[SUPPLIED INFORMATION]
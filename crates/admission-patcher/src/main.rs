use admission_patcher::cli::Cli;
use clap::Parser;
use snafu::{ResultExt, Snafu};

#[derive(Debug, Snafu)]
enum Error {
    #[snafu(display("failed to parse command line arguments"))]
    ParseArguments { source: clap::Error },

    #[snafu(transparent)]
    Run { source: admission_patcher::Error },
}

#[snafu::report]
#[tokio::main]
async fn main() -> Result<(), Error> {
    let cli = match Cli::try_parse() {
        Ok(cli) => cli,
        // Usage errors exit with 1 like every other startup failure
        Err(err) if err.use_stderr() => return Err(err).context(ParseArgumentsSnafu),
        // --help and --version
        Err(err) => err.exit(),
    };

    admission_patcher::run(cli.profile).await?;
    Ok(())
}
---
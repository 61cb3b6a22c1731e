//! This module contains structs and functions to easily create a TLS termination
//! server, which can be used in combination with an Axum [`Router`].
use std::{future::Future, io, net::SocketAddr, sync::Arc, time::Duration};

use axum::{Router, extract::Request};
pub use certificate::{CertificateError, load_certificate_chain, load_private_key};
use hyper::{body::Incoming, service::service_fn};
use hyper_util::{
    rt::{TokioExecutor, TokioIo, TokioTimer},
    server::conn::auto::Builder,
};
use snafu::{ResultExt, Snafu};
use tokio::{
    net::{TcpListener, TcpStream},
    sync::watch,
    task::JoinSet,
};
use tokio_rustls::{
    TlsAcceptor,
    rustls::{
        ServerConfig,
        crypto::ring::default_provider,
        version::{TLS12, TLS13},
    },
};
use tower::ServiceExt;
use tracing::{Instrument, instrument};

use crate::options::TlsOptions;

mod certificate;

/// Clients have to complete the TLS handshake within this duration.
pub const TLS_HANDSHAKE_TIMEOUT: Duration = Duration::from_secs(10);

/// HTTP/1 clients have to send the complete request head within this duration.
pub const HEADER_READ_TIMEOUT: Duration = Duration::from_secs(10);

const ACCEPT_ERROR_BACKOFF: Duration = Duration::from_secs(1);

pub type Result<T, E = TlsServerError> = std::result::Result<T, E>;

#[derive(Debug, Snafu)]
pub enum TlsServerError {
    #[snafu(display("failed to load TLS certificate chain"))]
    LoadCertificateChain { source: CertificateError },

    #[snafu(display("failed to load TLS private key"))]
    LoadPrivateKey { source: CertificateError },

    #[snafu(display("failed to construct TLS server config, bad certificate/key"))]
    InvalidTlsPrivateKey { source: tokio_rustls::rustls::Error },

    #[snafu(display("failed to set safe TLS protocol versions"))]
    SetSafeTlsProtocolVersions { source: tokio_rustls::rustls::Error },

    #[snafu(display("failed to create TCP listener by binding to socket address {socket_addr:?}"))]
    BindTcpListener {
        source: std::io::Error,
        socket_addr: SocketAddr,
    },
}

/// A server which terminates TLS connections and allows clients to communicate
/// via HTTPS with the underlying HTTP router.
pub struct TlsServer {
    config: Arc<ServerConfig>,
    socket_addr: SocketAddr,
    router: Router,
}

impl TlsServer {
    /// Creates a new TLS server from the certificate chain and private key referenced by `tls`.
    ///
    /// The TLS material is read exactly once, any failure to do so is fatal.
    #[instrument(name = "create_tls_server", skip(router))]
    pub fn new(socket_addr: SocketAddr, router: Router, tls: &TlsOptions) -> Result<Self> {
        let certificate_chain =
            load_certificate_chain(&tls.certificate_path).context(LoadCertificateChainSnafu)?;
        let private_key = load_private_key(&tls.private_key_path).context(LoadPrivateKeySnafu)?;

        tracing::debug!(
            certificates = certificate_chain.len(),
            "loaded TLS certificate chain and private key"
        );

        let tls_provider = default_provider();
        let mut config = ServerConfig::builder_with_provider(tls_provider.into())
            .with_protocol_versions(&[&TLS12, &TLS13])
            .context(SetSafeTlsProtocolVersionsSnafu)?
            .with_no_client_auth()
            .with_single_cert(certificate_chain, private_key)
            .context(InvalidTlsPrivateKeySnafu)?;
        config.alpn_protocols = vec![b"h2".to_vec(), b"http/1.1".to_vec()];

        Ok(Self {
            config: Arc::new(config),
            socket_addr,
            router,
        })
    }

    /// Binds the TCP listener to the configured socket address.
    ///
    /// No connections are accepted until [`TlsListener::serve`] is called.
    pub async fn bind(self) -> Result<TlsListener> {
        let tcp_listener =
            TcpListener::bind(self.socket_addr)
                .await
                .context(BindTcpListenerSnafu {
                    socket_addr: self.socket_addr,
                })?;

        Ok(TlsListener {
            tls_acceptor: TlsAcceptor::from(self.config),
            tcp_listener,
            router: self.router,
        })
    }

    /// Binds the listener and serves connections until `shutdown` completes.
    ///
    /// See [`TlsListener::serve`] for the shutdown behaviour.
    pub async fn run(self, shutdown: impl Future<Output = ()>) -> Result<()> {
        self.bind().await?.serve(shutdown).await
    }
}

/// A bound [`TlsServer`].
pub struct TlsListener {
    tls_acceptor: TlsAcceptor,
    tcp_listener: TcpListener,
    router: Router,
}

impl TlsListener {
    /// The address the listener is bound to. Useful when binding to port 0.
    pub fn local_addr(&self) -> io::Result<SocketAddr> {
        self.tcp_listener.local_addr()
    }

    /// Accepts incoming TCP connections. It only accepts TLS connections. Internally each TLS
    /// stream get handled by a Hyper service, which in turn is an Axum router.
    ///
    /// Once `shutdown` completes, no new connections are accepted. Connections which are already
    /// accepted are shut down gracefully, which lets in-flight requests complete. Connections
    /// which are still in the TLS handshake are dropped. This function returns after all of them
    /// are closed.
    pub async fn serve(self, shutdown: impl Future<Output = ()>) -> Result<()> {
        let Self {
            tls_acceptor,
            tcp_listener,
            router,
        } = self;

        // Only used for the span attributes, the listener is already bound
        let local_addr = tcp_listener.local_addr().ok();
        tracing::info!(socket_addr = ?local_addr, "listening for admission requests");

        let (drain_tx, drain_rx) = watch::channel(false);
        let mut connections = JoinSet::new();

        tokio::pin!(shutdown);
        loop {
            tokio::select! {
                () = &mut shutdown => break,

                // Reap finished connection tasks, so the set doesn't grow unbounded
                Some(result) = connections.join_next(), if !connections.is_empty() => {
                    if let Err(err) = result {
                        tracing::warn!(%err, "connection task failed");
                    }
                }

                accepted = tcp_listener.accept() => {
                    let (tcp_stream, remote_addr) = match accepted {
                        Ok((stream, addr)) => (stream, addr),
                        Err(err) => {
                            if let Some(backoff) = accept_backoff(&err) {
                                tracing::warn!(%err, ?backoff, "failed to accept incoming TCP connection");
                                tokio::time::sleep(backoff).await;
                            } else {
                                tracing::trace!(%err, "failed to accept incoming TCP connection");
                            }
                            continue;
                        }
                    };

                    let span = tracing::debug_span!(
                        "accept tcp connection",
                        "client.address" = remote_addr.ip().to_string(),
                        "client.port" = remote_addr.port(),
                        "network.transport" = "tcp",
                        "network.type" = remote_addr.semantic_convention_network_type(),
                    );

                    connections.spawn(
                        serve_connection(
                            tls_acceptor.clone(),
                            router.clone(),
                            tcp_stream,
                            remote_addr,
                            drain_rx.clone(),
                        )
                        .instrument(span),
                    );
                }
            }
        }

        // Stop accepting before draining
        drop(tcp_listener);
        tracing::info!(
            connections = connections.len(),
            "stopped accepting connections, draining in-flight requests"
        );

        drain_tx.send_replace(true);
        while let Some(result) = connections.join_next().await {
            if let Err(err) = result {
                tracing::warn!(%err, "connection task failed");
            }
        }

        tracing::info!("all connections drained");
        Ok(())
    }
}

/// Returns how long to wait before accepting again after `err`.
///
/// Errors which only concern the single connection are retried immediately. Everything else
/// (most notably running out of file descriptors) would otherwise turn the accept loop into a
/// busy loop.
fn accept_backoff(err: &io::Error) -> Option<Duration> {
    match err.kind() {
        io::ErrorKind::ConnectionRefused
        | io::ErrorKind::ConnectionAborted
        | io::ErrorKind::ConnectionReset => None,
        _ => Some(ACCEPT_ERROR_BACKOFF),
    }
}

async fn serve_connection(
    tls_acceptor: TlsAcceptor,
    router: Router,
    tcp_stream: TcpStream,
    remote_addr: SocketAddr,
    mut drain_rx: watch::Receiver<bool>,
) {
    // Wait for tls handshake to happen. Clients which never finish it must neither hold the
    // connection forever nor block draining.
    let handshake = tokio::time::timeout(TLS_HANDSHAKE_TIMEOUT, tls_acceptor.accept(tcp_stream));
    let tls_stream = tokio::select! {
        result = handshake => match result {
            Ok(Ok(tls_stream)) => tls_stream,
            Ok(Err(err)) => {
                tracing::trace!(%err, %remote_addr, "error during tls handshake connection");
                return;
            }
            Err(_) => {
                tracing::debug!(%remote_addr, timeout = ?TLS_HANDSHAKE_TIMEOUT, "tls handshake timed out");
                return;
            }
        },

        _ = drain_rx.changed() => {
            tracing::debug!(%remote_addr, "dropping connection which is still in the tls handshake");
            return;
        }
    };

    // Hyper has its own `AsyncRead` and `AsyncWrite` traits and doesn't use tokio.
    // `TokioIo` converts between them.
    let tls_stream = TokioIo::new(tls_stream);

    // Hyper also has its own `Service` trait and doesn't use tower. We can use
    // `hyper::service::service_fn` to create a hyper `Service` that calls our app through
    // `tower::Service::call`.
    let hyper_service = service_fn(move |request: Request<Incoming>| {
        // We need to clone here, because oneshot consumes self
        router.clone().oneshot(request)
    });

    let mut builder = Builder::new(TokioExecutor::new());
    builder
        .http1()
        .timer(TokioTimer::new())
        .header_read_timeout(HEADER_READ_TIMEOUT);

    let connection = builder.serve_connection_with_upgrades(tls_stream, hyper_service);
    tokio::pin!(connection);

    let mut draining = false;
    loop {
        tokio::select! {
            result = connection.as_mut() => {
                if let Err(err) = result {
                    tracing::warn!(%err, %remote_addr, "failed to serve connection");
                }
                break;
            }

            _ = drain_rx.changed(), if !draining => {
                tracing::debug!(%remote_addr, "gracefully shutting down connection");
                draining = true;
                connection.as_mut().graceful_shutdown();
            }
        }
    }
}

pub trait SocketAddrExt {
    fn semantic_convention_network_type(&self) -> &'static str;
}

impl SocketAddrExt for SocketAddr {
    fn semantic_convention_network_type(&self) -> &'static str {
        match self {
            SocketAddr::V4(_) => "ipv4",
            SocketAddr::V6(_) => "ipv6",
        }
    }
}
...
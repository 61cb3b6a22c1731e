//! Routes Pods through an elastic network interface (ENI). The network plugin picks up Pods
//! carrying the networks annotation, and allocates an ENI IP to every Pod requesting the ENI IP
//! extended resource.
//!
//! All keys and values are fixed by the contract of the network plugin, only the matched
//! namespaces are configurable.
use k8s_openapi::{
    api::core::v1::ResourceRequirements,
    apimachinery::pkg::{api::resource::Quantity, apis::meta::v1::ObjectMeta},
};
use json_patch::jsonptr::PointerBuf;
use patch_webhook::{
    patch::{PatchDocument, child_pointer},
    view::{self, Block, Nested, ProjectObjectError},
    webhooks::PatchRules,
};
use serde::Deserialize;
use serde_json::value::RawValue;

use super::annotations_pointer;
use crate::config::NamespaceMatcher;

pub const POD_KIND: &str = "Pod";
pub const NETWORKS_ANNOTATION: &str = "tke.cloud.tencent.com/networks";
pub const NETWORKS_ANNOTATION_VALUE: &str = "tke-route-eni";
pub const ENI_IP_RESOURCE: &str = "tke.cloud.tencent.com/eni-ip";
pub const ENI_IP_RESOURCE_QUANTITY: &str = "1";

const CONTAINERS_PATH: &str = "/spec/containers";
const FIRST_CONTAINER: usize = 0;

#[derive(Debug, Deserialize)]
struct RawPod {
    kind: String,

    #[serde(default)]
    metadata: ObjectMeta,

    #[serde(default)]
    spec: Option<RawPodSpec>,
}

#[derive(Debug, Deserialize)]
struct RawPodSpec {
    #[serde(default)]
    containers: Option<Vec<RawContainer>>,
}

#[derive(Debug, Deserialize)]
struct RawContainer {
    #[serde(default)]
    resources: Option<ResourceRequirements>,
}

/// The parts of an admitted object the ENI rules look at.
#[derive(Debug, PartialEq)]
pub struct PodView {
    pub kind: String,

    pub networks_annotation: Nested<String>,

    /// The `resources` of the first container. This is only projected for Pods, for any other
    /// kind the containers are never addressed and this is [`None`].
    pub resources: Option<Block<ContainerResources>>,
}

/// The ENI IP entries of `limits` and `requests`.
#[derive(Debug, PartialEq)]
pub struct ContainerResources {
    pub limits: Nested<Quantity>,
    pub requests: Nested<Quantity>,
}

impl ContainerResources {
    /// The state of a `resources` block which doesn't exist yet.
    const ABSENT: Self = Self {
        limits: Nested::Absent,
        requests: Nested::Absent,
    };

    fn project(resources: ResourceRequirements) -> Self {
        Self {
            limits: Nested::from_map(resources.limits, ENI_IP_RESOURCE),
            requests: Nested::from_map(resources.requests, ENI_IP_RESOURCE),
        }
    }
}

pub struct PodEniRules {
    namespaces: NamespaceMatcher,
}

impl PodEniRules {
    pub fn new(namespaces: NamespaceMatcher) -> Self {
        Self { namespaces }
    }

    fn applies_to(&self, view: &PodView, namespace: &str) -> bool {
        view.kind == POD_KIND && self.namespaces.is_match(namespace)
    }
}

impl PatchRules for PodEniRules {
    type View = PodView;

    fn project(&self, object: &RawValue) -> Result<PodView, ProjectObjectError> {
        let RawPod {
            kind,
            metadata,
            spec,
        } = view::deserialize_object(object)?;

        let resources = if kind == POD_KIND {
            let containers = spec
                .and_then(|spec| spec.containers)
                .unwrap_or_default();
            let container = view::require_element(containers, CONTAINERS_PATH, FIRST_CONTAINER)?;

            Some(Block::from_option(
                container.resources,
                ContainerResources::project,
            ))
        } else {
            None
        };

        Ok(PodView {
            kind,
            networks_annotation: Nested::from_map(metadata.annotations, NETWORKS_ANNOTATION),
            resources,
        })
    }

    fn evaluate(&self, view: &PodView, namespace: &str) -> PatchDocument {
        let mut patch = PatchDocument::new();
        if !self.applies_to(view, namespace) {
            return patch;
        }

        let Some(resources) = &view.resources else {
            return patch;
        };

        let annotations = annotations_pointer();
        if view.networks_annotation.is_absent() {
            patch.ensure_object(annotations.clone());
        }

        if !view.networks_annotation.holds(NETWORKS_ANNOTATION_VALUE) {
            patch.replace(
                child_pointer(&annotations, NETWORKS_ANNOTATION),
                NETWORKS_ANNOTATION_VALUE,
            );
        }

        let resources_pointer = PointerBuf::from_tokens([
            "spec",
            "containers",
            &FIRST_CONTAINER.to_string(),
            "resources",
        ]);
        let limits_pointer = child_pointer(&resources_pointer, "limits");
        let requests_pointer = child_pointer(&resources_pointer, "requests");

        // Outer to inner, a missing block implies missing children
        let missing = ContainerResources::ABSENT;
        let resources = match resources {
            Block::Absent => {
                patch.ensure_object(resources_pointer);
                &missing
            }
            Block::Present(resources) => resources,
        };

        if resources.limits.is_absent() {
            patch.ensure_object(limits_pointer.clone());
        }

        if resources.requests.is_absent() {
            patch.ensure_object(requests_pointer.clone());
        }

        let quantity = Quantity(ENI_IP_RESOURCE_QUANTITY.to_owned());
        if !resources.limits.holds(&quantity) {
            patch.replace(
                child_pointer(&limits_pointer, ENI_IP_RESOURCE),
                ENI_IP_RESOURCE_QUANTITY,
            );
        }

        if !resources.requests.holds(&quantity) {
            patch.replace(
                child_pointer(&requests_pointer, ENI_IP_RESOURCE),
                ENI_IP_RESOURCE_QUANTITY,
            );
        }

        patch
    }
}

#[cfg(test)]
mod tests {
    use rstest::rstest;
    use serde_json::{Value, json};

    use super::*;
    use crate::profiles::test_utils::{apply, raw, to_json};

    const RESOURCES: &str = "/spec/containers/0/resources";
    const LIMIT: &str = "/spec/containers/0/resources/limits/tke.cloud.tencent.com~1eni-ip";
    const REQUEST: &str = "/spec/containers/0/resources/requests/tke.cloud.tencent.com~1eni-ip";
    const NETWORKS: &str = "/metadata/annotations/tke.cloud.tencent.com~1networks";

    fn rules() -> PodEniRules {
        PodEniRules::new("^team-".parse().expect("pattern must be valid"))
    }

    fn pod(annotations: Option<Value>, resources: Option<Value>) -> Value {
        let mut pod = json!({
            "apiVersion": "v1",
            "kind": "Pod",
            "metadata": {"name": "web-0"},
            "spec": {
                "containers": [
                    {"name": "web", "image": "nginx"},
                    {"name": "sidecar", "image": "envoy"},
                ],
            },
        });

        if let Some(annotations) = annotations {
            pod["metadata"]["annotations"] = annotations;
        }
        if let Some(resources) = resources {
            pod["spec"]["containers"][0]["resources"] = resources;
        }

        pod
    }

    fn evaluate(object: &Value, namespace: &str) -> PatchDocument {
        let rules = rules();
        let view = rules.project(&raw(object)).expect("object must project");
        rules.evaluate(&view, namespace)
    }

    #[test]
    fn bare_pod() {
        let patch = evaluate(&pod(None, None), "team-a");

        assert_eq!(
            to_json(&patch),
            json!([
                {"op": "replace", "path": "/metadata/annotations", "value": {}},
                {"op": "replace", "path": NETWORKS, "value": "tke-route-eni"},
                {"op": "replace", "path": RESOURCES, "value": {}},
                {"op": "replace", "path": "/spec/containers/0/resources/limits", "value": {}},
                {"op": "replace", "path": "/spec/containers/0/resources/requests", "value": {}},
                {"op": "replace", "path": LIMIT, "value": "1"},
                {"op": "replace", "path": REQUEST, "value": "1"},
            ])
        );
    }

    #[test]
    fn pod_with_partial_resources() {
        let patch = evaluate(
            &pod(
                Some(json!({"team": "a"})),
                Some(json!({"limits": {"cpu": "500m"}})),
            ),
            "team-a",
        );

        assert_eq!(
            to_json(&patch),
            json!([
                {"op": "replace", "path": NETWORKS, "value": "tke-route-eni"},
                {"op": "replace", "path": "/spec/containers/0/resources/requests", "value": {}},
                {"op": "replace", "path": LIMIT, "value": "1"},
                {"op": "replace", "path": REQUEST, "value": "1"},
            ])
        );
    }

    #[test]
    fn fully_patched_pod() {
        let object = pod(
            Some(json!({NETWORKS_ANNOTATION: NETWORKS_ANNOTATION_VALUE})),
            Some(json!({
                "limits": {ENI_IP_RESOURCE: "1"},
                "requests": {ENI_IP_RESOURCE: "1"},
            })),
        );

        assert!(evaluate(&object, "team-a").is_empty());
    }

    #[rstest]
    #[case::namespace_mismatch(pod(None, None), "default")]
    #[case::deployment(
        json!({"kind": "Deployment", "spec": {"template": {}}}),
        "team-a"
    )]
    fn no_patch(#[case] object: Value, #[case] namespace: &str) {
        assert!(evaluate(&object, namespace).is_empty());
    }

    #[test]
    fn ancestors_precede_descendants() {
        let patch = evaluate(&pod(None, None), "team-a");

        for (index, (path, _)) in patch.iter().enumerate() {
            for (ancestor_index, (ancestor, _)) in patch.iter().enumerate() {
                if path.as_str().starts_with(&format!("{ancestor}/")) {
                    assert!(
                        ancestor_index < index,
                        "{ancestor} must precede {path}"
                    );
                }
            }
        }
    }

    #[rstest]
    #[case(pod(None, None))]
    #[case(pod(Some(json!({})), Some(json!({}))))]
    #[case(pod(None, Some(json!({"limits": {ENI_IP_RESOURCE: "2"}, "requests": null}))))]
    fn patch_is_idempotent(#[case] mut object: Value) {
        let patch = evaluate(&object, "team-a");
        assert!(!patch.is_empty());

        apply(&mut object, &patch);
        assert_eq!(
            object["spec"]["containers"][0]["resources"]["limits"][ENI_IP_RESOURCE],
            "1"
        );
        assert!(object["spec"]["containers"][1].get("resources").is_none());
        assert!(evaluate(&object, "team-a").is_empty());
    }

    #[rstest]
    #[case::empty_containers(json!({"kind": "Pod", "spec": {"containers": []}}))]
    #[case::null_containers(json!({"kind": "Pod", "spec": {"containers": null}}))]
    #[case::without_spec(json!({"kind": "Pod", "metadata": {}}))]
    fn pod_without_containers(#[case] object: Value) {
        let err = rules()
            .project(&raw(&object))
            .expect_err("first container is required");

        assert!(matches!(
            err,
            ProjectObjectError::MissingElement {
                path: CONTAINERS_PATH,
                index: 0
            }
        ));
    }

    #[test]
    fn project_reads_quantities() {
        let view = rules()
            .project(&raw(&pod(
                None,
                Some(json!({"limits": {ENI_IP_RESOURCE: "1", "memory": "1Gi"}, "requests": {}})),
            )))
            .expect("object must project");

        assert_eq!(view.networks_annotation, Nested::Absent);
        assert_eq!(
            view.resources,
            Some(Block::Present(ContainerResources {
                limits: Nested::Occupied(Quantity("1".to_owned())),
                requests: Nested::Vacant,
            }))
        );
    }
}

[PROMPT] Collect each line above holding the string "draining".

[ANSWER BOX]
        // Stop accepting before draining
            "stopped accepting connections, draining in-flight requests"
    // connection forever nor block draining.
    let mut draining = false;
            _ = drain_rx.changed(), if !draining => {
                draining = true;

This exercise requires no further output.